• _Data section_
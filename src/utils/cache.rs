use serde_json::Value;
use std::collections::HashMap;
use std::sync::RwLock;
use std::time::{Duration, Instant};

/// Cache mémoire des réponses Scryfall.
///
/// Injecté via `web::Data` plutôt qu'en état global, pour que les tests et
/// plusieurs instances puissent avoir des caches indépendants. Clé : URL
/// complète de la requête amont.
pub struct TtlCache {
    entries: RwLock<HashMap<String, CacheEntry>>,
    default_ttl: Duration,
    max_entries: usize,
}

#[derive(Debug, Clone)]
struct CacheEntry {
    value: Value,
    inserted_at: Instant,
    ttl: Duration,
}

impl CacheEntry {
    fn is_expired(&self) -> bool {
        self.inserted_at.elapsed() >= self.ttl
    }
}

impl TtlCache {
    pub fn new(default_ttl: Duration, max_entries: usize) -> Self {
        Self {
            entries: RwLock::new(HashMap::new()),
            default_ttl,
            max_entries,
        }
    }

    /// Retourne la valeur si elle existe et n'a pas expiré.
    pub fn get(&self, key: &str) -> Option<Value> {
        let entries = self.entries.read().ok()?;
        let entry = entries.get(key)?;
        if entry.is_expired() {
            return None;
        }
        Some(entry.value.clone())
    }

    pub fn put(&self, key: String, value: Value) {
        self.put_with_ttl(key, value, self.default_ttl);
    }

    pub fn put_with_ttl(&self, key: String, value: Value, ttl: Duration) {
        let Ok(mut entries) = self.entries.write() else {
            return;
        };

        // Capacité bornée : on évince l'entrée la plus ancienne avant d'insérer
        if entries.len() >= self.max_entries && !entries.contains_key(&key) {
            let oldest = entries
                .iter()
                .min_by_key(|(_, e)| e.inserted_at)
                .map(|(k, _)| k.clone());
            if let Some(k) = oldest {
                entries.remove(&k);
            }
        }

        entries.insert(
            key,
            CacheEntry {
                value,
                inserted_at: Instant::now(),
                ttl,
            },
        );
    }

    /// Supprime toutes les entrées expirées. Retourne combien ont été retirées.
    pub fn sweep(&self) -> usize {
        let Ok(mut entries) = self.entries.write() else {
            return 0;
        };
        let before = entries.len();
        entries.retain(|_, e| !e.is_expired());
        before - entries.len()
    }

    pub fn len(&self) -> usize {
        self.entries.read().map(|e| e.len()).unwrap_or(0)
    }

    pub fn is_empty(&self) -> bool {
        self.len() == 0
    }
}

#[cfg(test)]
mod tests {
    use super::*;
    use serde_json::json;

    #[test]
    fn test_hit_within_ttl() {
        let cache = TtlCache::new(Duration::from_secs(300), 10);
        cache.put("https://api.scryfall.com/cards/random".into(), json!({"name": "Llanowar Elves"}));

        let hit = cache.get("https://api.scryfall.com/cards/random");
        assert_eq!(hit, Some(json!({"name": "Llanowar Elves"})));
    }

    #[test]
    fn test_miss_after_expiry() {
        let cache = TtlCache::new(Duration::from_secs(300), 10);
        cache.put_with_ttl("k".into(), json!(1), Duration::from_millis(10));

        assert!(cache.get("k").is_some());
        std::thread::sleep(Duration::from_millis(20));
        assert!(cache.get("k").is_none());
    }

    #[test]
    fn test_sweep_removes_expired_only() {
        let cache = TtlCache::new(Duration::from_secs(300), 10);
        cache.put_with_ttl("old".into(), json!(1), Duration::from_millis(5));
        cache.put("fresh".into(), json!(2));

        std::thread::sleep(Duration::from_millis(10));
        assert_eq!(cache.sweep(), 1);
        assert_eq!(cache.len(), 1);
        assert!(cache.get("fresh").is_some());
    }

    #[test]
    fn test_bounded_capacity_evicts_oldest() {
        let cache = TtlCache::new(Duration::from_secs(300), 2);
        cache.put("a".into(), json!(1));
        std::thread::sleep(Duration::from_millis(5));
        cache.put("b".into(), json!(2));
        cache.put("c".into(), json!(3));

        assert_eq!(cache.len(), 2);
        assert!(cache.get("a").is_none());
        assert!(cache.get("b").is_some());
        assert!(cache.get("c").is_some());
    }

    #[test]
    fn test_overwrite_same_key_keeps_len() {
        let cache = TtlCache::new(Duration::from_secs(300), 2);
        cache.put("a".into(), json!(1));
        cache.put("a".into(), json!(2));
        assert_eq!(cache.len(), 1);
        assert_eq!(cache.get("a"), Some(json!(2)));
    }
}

• _Activity_
Wherever a line of the records above contains the string "into", copy that line out.

• _Response to the task_
        cache.put("https://api.scryfall.com/cards/random".into(), json!({"name": "Llanowar Elves"}));
        cache.put_with_ttl("k".into(), json!(1), Duration::from_millis(10));
        cache.put_with_ttl("old".into(), json!(1), Duration::from_millis(5));
        cache.put("fresh".into(), json!(2));
        cache.put("a".into(), json!(1));
        cache.put("b".into(), json!(2));
        cache.put("c".into(), json!(3));
        cache.put("a".into(), json!(1));
        cache.put("a".into(), json!(2));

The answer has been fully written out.